EXERCISE AIM
Line tally for "discriminators": state how many lines of the entries include it, with no other text.

Records from a collection

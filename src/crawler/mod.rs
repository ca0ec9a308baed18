//! Depth-first walk over a type schema.
//!
//! Hook order for one element:
//!
//! ```text
//! enter element
//!   enter slicing            (only when the element declares slices)
//!     enter slice            (each slice, in declaration order)
//!       ...slice elements...
//!     exit slice
//!   exit slicing
//!   ...child elements...
//! exit element
//! ```

use std::ops::Deref;
use std::sync::Arc;
use tracing::{debug, warn};

use crate::error::Result;
use crate::navigation::ScopedElements;
use crate::provider::SchemaResolver;
use crate::types::{ElementMap, ElementSpec, SliceDefinition, SlicingRules, TypeSchema};

/// Nested slice profiles deeper than this are not crawled.
pub const MAX_NESTED_DEPTH: usize = 16;

/// Callbacks driven by [`SchemaCrawler`]. Every hook defaults to a no-op.
#[allow(unused_variables)]
pub trait SchemaVisitor {
    fn on_enter_resource(&mut self, schema: &TypeSchema) -> Result<()> {
        Ok(())
    }

    fn on_exit_resource(&mut self, schema: &TypeSchema) -> Result<()> {
        Ok(())
    }

    fn on_enter_element(
        &mut self,
        path: &str,
        element: &ElementSpec,
        context: &ElementsContext<'_>,
    ) -> Result<()> {
        Ok(())
    }

    fn on_exit_element(
        &mut self,
        path: &str,
        element: &ElementSpec,
        context: &ElementsContext<'_>,
    ) -> Result<()> {
        Ok(())
    }

    fn on_enter_slicing(&mut self, path: &str, slicing: &SlicingRules) -> Result<()> {
        Ok(())
    }

    fn on_exit_slicing(&mut self, path: &str, slicing: &SlicingRules) -> Result<()> {
        Ok(())
    }

    fn on_enter_slice(
        &mut self,
        path: &str,
        slicing: &SlicingRules,
        slice: &SliceDefinition,
        nested: Option<&TypeSchema>,
    ) -> Result<()> {
        Ok(())
    }

    fn on_exit_slice(
        &mut self,
        path: &str,
        slicing: &SlicingRules,
        slice: &SliceDefinition,
        nested: Option<&TypeSchema>,
    ) -> Result<()> {
        Ok(())
    }
}

/// Element definitions visible from one crawl scope.
///
/// `elements` are keyed relative to `path`: the schema's type name at the
/// top level, the sliced element's path inside a slice.
#[derive(Debug, Clone)]
pub struct ElementsContext<'a> {
    pub path: String,
    pub elements: &'a ElementMap,
    /// Type of the value at `path`, when known.
    pub type_name: Option<String>,
}

impl<'a> ElementsContext<'a> {
    pub fn new(path: impl Into<String>, elements: &'a ElementMap) -> Self {
        Self {
            path: path.into(),
            elements,
            type_name: None,
        }
    }

    pub fn with_type_name(mut self, type_name: impl Into<String>) -> Self {
        self.type_name = Some(type_name.into());
        self
    }

    /// Type code of the value at `path`: the scope's own type, or the first
    /// declared type of the element there.
    pub fn type_at(&self, path: &str) -> Option<&str> {
        match self.relative_path(path)? {
            "" => self.type_name.as_deref(),
            relative => self.elements.get(relative)?.first_type_code(),
        }
    }

    /// Path of `path` relative to this scope, `""` for the scope itself.
    pub fn relative_path<'p>(&self, path: &'p str) -> Option<&'p str> {
        if path == self.path {
            return Some("");
        }
        path.strip_prefix(self.path.as_str())?.strip_prefix('.')
    }

    pub fn get_element_by_path(&self, path: &str) -> Option<&'a ElementSpec> {
        let relative = self.relative_path(path)?;
        self.elements.get(relative)
    }

    /// Lookup for paths relative to the value at `path`.
    pub fn scoped<'p>(&self, path: &'p str) -> Option<ScopedElements<'p>>
    where
        'a: 'p,
    {
        Some(ScopedElements::new(self.elements, self.relative_path(path)?))
    }
}

/// A slice's nested schema, either embedded in the slice or resolved by URL.
#[derive(Debug, Clone)]
pub enum NestedSchema<'a> {
    Embedded(&'a TypeSchema),
    Resolved(Arc<TypeSchema>),
}

impl Deref for NestedSchema<'_> {
    type Target = TypeSchema;

    fn deref(&self) -> &TypeSchema {
        match self {
            Self::Embedded(schema) => schema,
            Self::Resolved(schema) => schema,
        }
    }
}

pub fn nested_schema_for<'a>(
    slice: &'a SliceDefinition,
    resolver: Option<&dyn SchemaResolver>,
) -> Option<NestedSchema<'a>> {
    if let Some(schema) = slice.type_schema.as_deref() {
        return Some(NestedSchema::Embedded(schema));
    }
    let url = slice.type_profile()?;
    match resolver.and_then(|r| r.resolve(url)) {
        Some(schema) => Some(NestedSchema::Resolved(schema)),
        None => {
            debug!("Slice {} references unresolved profile {url}", slice.name);
            None
        }
    }
}

/// Elements grouped under their longest declared ancestor.
struct ElementTree<'a> {
    entries: Vec<(&'a str, &'a ElementSpec)>,
    roots: Vec<usize>,
    children: Vec<Vec<usize>>,
}

impl<'a> ElementTree<'a> {
    fn build(elements: &'a ElementMap) -> Self {
        let entries: Vec<(&str, &ElementSpec)> =
            elements.iter().map(|(k, v)| (k.as_str(), v)).collect();
        let mut roots = Vec::new();
        let mut children = vec![Vec::new(); entries.len()];

        for (i, &(key, _)) in entries.iter().enumerate() {
            let parent = key
                .match_indices('.')
                .map(|(pos, _)| &key[..pos])
                .collect::<Vec<_>>()
                .into_iter()
                .rev()
                .find_map(|prefix| elements.get_index_of(prefix));
            match parent {
                Some(parent) => children[parent].push(i),
                None => roots.push(i),
            }
        }

        Self {
            entries,
            roots,
            children,
        }
    }
}

pub struct SchemaCrawler<'a> {
    schema: &'a TypeSchema,
    resolver: Option<&'a dyn SchemaResolver>,
}

impl<'a> SchemaCrawler<'a> {
    pub fn new(schema: &'a TypeSchema) -> Self {
        Self {
            schema,
            resolver: None,
        }
    }

    pub fn with_resolver(mut self, resolver: &'a dyn SchemaResolver) -> Self {
        self.resolver = Some(resolver);
        self
    }

    pub fn crawl(&self, visitor: &mut impl SchemaVisitor) -> Result<()> {
        visitor.on_enter_resource(self.schema)?;
        let context = ElementsContext::new(self.schema.type_name.as_str(), &self.schema.elements)
            .with_type_name(self.schema.type_name.as_str());
        self.crawl_elements(&context, visitor, 0)?;
        visitor.on_exit_resource(self.schema)
    }

    fn crawl_elements(
        &self,
        context: &ElementsContext<'_>,
        visitor: &mut impl SchemaVisitor,
        depth: usize,
    ) -> Result<()> {
        let tree = ElementTree::build(context.elements);
        for &root in &tree.roots {
            self.crawl_element(context, &tree, root, visitor, depth)?;
        }
        Ok(())
    }

    fn crawl_element(
        &self,
        context: &ElementsContext<'_>,
        tree: &ElementTree<'_>,
        index: usize,
        visitor: &mut impl SchemaVisitor,
        depth: usize,
    ) -> Result<()> {
        let (key, element) = tree.entries[index];
        let path = format!("{}.{key}", context.path);

        visitor.on_enter_element(&path, element, context)?;

        if let Some(slicing) = element.active_slicing() {
            visitor.on_enter_slicing(&path, slicing)?;
            for slice in &slicing.slices {
                let resolved = nested_schema_for(slice, self.resolver);
                let nested = resolved.as_deref();
                visitor.on_enter_slice(&path, slicing, slice, nested)?;

                if depth < MAX_NESTED_DEPTH {
                    let mut slice_context =
                        ElementsContext::new(path.as_str(), slice.effective_elements(nested));
                    let slice_type = nested
                        .map(|schema| schema.type_name.as_str())
                        .or_else(|| slice.first_type_code())
                        .or_else(|| element.first_type_code());
                    if let Some(type_name) = slice_type {
                        slice_context = slice_context.with_type_name(type_name);
                    }
                    self.crawl_elements(&slice_context, visitor, depth + 1)?;
                } else {
                    warn!("Not crawling slice {} at {path}: nesting too deep", slice.name);
                }

                visitor.on_exit_slice(&path, slicing, slice, nested)?;
            }
            visitor.on_exit_slicing(&path, slicing)?;
        }

        for &child in &tree.children[index] {
            self.crawl_element(context, tree, child, visitor, depth)?;
        }

        visitor.on_exit_element(&path, element, context)
    }
}

/// Records crawl events as readable lines.
#[derive(Debug, Default)]
pub struct EventRecorder {
    pub events: Vec<String>,
    depth: usize,
}

impl EventRecorder {
    pub fn new() -> Self {
        Self::default()
    }

    fn push(&mut self, event: String) {
        self.events.push(format!("{}{event}", "  ".repeat(self.depth)));
    }
}

impl SchemaVisitor for EventRecorder {
    fn on_enter_resource(&mut self, schema: &TypeSchema) -> Result<()> {
        self.push(format!("enter resource {}", schema.type_name));
        self.depth += 1;
        Ok(())
    }

    fn on_exit_resource(&mut self, schema: &TypeSchema) -> Result<()> {
        self.depth = self.depth.saturating_sub(1);
        self.push(format!("exit resource {}", schema.type_name));
        Ok(())
    }

    fn on_enter_element(
        &mut self,
        path: &str,
        element: &ElementSpec,
        _context: &ElementsContext<'_>,
    ) -> Result<()> {
        self.push(format!("enter element {path} ({element})"));
        self.depth += 1;
        Ok(())
    }

    fn on_exit_element(
        &mut self,
        path: &str,
        _element: &ElementSpec,
        _context: &ElementsContext<'_>,
    ) -> Result<()> {
        self.depth = self.depth.saturating_sub(1);
        self.push(format!("exit element {path}"));
        Ok(())
    }

    fn on_enter_slicing(&mut self, path: &str, slicing: &SlicingRules) -> Result<()> {
        let discriminators: Vec<String> = slicing
            .discriminator
            .iter()
            .map(|d| format!("{}:{}", d.discriminator_type, d.path))
            .collect();
        self.push(format!("enter slicing {path} [{}]", discriminators.join(", ")));
        self.depth += 1;
        Ok(())
    }

    fn on_exit_slicing(&mut self, path: &str, _slicing: &SlicingRules) -> Result<()> {
        self.depth = self.depth.saturating_sub(1);
        self.push(format!("exit slicing {path}"));
        Ok(())
    }

    fn on_enter_slice(
        &mut self,
        path: &str,
        _slicing: &SlicingRules,
        slice: &SliceDefinition,
        nested: Option<&TypeSchema>,
    ) -> Result<()> {
        match nested {
            Some(schema) => self.push(format!("enter slice {path}:{} -> {schema}", slice.name)),
            None => self.push(format!("enter slice {path}:{}", slice.name)),
        }
        self.depth += 1;
        Ok(())
    }

    fn on_exit_slice(
        &mut self,
        path: &str,
        _slicing: &SlicingRules,
        slice: &SliceDefinition,
        _nested: Option<&TypeSchema>,
    ) -> Result<()> {
        self.depth = self.depth.saturating_sub(1);
        self.push(format!("exit slice {path}:{}", slice.name));
        Ok(())
    }
}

FINISHED EXERCISE
2